# Listed records
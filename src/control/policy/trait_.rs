//! Policy trait for signal control.

use std::path::Path;

use crate::artifact::ArtifactError;
use crate::simulator::PhaseAction;

/// A policy that selects a signal phase from an observation.
pub trait Policy {
    /// Selects an action for the current observation.
    ///
    /// # Arguments
    ///
    /// * `observation` - Observation returned by the last reset/step
    /// * `deterministic` - Take the most likely action instead of sampling
    fn predict(&mut self, observation: &[f64], deterministic: bool) -> PhaseAction;

    /// Returns a human-readable name for this policy.
    fn name(&self) -> &str;
}

/// Loads a trained policy from a persisted model artifact.
///
/// The artifact format is owned by the learning collaborator and is opaque
/// here.
pub trait PolicyLoader {
    type Policy: Policy;

    fn load(&self, path: &Path) -> Result<Self::Policy, ArtifactError>;
}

# Exercise prompt
Wherever the word "control" turns up in the records above, copy the line that holds it.

# Answer section
filename src/control/policy/trait_.rs
//! Policy trait for signal control.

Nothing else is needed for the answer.